Bild: Sortieren der Krustentiere in Nordnorwegen: hungrige Krabben und hungrige…
Stockholm taz | Das stachelige langbeinige Tier hat sich mittlerweile auch
in Deutschland den [1][Ruf einer Delikatesse] erworben: die norwegische
Königskrabbe. Mit einem Ladenpreis von rund 150 Euro pro Kilo, das
Beinfleisch im Glas mehr als das doppelte, ist sie auch eine recht teure
Delikatesse. Für die norwegischen Fischer an der Barentsseeküste ist es
mittlerweile der mit Abstand einträglichste Fang überhaupt, den sie derzeit
machen können.
Auf umgerechnet rund 60 bis 70 Euro war der Kilopreis für die Fischer Ende
des vergangenen Jahres geklettert. Nach der gerade veröffentlichten
Exportstatistik für 2021 stieg der Exportwert der Königskrabben bei etwa
gleichem Volumen wie 2020 binnen einem Jahr um 50 Prozent auf rund 100
Millionen Euro. Die Nachfrage sei größer als das Angebot, sagt Josefine
Voraa vom Norwegian Seafood Council: Das habe zu „abenteuerlichen Preisen“
geführt.
Der Fang ist so einträglich, dass die Regierung in Oslo sich zu einer
strengen Regulierung genötigt sah. Bei knapp 2.000 Tonnen pro Jahr liegt
die aktuelle Fangquote.
Die Regierung hat noch eine zusätzliche Regel eingeführt: Damit manche
Fischerboote nicht ausschließlich die Königskrabbe fangen, darf ein Fischer
erst dann mit dessen Fang beginnen, wenn er Fischfang im Wert von
umgerechnet 20.000 Euro abgeliefert hat. Es wird diskutiert, diese
jährliche Mindestgrenze auf 30.000 Euro zu erhöhen.
## Wenn die Fische launisch sind
Eine Entwicklung, die [2][in Norwegen] vermutlich niemand für möglich
gehalten hatte, als dieser Fang eher zufällig und in bescheidenem Rahmen
Ende der 1990er Jahre im kleinen nordnorwegischen Fischerort Bugøynes am
Varangerfjord begann, dort, wo die Barentssee beginnt.

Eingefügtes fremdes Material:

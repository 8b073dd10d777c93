//! Closures as rules

use std::fmt;
use std::marker::PhantomData;

use crate::foundation::{Validate, ValidationError};

/// A rule backed by a closure.
///
/// The closure receives the input by reference and returns the rule result.
/// It should be pure: combinators rely on a rule giving the same answer for
/// the same input.
///
/// # Examples
///
/// ```
/// use rulekit::prelude::*;
///
/// let even = from_fn(|v: &u32| {
///     ensure_with(v % 2 == 0, || ValidationError::new("even", format!("{v} is odd")))
/// });
/// assert!(even.validate(&4).is_ok());
/// assert_eq!(even.validate(&3).unwrap_err().message, "3 is odd");
/// ```
pub struct FnRule<F, T: ?Sized> {
    check: F,
    _input: PhantomData<fn(&T)>,
}

impl<F, T: ?Sized> FnRule<F, T>
where
    F: Fn(&T) -> Result<(), ValidationError>,
{
    /// Wraps a closure.
    pub fn new(check: F) -> Self {
        Self {
            check,
            _input: PhantomData,
        }
    }
}

impl<F, T: ?Sized> Validate for FnRule<F, T>
where
    F: Fn(&T) -> Result<(), ValidationError>,
{
    type Input = T;

    fn validate(&self, input: &T) -> Result<(), ValidationError> {
        (self.check)(input)
    }
}

impl<F: Clone, T: ?Sized> Clone for FnRule<F, T> {
    fn clone(&self) -> Self {
        Self {
            check: self.check.clone(),
            _input: PhantomData,
        }
    }
}

impl<F, T: ?Sized> fmt::Debug for FnRule<F, T> {
    fn fmt(&self, f: &mut fmt::Formatter<'_>) -> fmt::Result {
        f.debug_struct("FnRule")
            .field("input", &std::any::type_name::<T>())
            .finish_non_exhaustive()
    }
}

/// Creates a rule from a closure.
pub fn from_fn<T: ?Sized, F>(check: F) -> FnRule<F, T>
where
    F: Fn(&T) -> Result<(), ValidationError>,
{
    FnRule::new(check)
}
//! Combinators for composing rules
//!
//! - [`And`] / [`ChainAll`] - every rule must pass, first failure wins
//! - [`Or`] / [`ChainAny`] - one rule must pass, failures are aggregated
//! - [`Each`] - apply a rule to every element of a slice
//! - [`FnRule`] - use a closure as a rule
//! - [`Logged`] - emit a `tracing` event per application

pub mod and;
pub mod each;
pub mod func;
pub mod logged;
pub mod or;

pub use and::{And, ChainAll, and, chain_all};
pub use each::{Each, each};
pub use func::{FnRule, from_fn};
pub use logged::Logged;
pub use or::{ChainAny, Or, chain_any, or};
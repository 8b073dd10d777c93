//! Integration tests for rule composition.

use std::sync::Arc;
use std::sync::atomic::{AtomicUsize, Ordering};

use pretty_assertions::assert_eq;
use rstest::rstest;
use rulekit::prelude::*;

/// A rule that counts its applications and passes or fails as configured.
fn counting(calls: &Arc<AtomicUsize>, pass: bool, code: &'static str) -> BoxedRule<i64> {
    let calls = Arc::clone(calls);
    from_fn(move |v: &i64| {
        calls.fetch_add(1, Ordering::SeqCst);
        ensure_with(pass, || ValidationError::new(code, format!("{v} rejected by {code}")))
    })
    .boxed()
}

// ============================================================================
// CHAIN ALL
// ============================================================================

#[test]
fn chain_all_stops_at_first_failure() {
    let first = Arc::new(AtomicUsize::new(0));
    let second = Arc::new(AtomicUsize::new(0));
    let rule = chain_all([counting(&first, false, "f1"), counting(&second, true, "f2")]);

    let err = rule.validate(&5).unwrap_err();
    assert_eq!(err, ValidationError::new("f1", "5 rejected by f1"));
    assert_eq!(first.load(Ordering::SeqCst), 1);
    assert_eq!(second.load(Ordering::SeqCst), 0);
}

#[test]
fn chain_all_runs_every_rule_when_passing() {
    let calls = Arc::new(AtomicUsize::new(0));
    let rule = chain_all((0..4).map(|_| counting(&calls, true, "ok")));
    assert!(rule.validate(&1).is_ok());
    assert_eq!(calls.load(Ordering::SeqCst), 4);
}

#[test]
fn chain_all_mixes_rule_types_when_boxed() {
    let rule: ChainAll<BoxedRule<i64>> = chain_all([
        min(0_i64).boxed(),
        max(100_i64).boxed(),
        one_of(vec![0_i64, 50, 100]).boxed(),
    ]);
    assert!(rule.validate(&50).is_ok());
    assert_eq!(rule.validate(&-1).unwrap_err().code, "min");
    assert_eq!(rule.validate(&25).unwrap_err().code, "one_of");
}

#[test]
fn empty_chain_all_passes() {
    let rule: ChainAll<Min<i32>> = chain_all([]);
    assert!(rule.validate(&i32::MIN).is_ok());
}

// ============================================================================
// CHAIN ANY
// ============================================================================

#[rstest]
#[case(13, true)]
#[case(60, true)]
#[case(20, false)]
#[case(9, false)]
#[case(68, false)]
fn chain_any_over_disjoint_ranges(#[case] value: i16, #[case] ok: bool) {
    let rule = chain_any([in_range(10_i16, 16), in_range(56, 67)]);
    assert_eq!(rule.validate(&value).is_ok(), ok);
}

#[test]
fn chain_any_aggregates_every_branch_in_order() {
    let rule = chain_any([in_range(10_i16, 16), in_range(56, 67)]);
    let err = rule.validate(&20).unwrap_err();

    assert_eq!(err.code, "any_failed");
    assert_eq!(
        err.nested,
        vec![
            ValidationError::above_max(16_i16, 20),
            ValidationError::below_min(56_i16, 20),
        ]
    );
    assert_eq!(
        err.message,
        "all 2 alternatives failed: 20 is greater than the maximum of 16; \
         20 is less than the minimum of 56"
    );
}

#[test]
fn chain_any_stops_at_first_success() {
    let first = Arc::new(AtomicUsize::new(0));
    let second = Arc::new(AtomicUsize::new(0));
    let third = Arc::new(AtomicUsize::new(0));
    let rule = chain_any([
        counting(&first, false, "a"),
        counting(&second, true, "b"),
        counting(&third, true, "c"),
    ]);

    assert!(rule.validate(&0).is_ok());
    assert_eq!(first.load(Ordering::SeqCst), 1);
    assert_eq!(second.load(Ordering::SeqCst), 1);
    assert_eq!(third.load(Ordering::SeqCst), 0);
}

#[test]
fn empty_chain_any_fails() {
    let rule: ChainAny<Min<u8>> = chain_any([]);
    let err = rule.validate(&0).unwrap_err();
    assert_eq!(err.code, "any_failed");
    assert!(err.nested.is_empty());
}

#[test]
fn or_matches_chain_any_on_two_branches() {
    let pair = in_range(10_i16, 16).or(in_range(56, 67));
    let chain = chain_any([in_range(10_i16, 16), in_range(56, 67)]);
    for v in [5, 13, 20, 60, 70] {
        assert_eq!(pair.validate(&v), chain.validate(&v));
    }
}

// ============================================================================
// EACH
// ============================================================================

#[test]
fn each_passes_when_every_element_passes() {
    let rule = each(min(7_u32));
    assert!(rule.validate(&[9, 10, 18, 14]).is_ok());
}

#[test]
fn each_reports_first_failing_index() {
    let rule = each(min(7_u32));
    let err = rule.validate(&[9, 10, 6, 14]).unwrap_err();

    assert_eq!(err.code, "element");
    assert_eq!(err.message, "value at index 2: 6 is less than the minimum of 7");
    assert_eq!(err.nested, vec![ValidationError::below_min(7_u32, 6)]);
}

#[test]
fn each_on_empty_slice_passes() {
    let never = from_fn(|v: &u32| Err(ValidationError::new("never", format!("{v}"))));
    assert!(never.each().validate(&[]).is_ok());
}

#[test]
fn each_collect_all_reports_every_index() {
    let rule = min(7_u32).each().collect_all();
    let err = rule.validate(&[1, 10, 6, 14]).unwrap_err();

    assert_eq!(err.code, "elements");
    assert_eq!(err.nested.len(), 2);
    assert!(err.nested[0].message.starts_with("value at index 0"));
    assert!(err.nested[1].message.starts_with("value at index 2"));
}

#[test]
fn each_over_strings_with_pattern() {
    let rule = pattern::<String>("^[a-z]+$").each();
    let tags = vec!["api".to_string(), "DB".to_string()];
    let err = rule.validate(&tags).unwrap_err();
    assert!(err.message.starts_with("value at index 1: "));
}

// ============================================================================
// MACROS
// ============================================================================

#[test]
fn compose_and_any_of_build_nested_chains() {
    let rule = any_of![compose![min(10_i32), max(16)], compose![min(56), max(67)]];
    assert!(rule.validate(&12).is_ok());
    assert!(rule.validate(&60).is_ok());
    assert_eq!(rule.validate(&30).unwrap_err().nested.len(), 2);
}

validator! {
    /// Rejects strings with surrounding whitespace.
    Trimmed { allow_empty: bool } for str;
    rule(self, input) { (self.allow_empty || !input.is_empty()) && input.trim() == input }
    error(self, input) { ValidationError::new("trimmed", format!("{input:?} is not trimmed")) }
    fn trimmed(allow_empty: bool);
}

#[test]
fn user_declared_rule_composes_with_builtins() {
    let rule = trimmed(false).and(pattern("^[a-z ]+$"));
    assert!(rule.validate("hello world").is_ok());
    assert_eq!(rule.validate(" hello").unwrap_err().code, "trimmed");
    assert_eq!(rule.validate("Hello").unwrap_err().code, "pattern");
}

// ============================================================================
// SHARING
// ============================================================================

#[test]
fn rules_are_shared_across_threads() {
    let rule: Arc<ChainAny<BoxedRule<str>>> = Arc::new(chain_any([
        pattern::<str>("^[0-9]+$").boxed(),
        pattern::<str>("^(none|auto)$").boxed(),
    ]));

    std::thread::scope(|scope| {
        for worker in 0..4 {
            let rule = Arc::clone(&rule);
            scope.spawn(move || {
                for i in 0..100 {
                    let value = (worker * 1000 + i).to_string();
                    assert!(rule.validate(value.as_str()).is_ok());
                }
                assert!(rule.validate("auto").is_ok());
                assert!(rule.validate("manual").is_err());
            });
        }
    });
}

Wer sich an dieser Küste niederlässt, macht das wegen dem, was das Meer zu
bieten hat: Fisch bedeutet hier alles. Aber Fische können launisch sein und
von heute auf morgen verschwinden. Und wenn schon der Fisch nicht launisch
ist, dann kann die Politik den Menschen das Leben schwer machen.
Das musste man in Bugøynes erfahren, als die Regierung im 1.400 Kilometer
entfernten Oslo den Einwohner*innen Anfang der 1990er Jahre mit einem
Federstrich die ökonomische Grundlage entzog.
Eine Änderung der Bestimmungen, an welchen Orten die Fischer ihren Fang
anlanden durften, führte dazu, dass die Fischereiboote nicht mehr am Kai
der dortigen Fischannahmestelle anlegten. Sie ging Konkurs. Mit einem
Schlag verschwanden 50 Arbeitsplätze. „Das steckt ein Ort mit 250
Einwohnern nicht so einfach weg“, sagt Øyvind Seipajærvi. Es habe ja auch
in weitem Umkreis keinerlei andere Beschäftigungsmöglichkeit gegeben.
Aufgeben kam nicht infrage. Was vielleicht mit „Sisu“ zu tun hat. In
Finnland steht „Sisu“ für Beharrlichkeit und Kampfgeist. Bugøynes liegt
zwar in Norwegen, aber die Besiedlung des Ortes erfolgte Mitte des 19.
Jahrhunderts durch Einwander*innen aus dem nahen Finnland.
„Pikku-Suomi“, Klein-Finnland wird der Ort deshalb auch heute noch genannt.
Fast alle Einwohner*innen haben finnische Wurzeln. Auch Seipajærvi, der
unter den Fischern war, die damals als erste das Potenzial mit der
Königskrabbe entdeckt hatten.
## Stalin ließ die Krabben wohl künstlich ansiedeln
„Stalinkrabbe“ hieß sie früher. In den 1930er Jahren war angeblich der
Sowjetdiktator höchstpersönlich auf die Idee gekommen, die
Nahrungsgrundlage auf eine breitere Basis zu stellen. Er ordnete an, das
Tier, das bis dahin nur im fernen Nordpazifik vorkam und deshalb auch
Kamtschatkakrabbe hieß, an der europäischen Küste anzusiedeln.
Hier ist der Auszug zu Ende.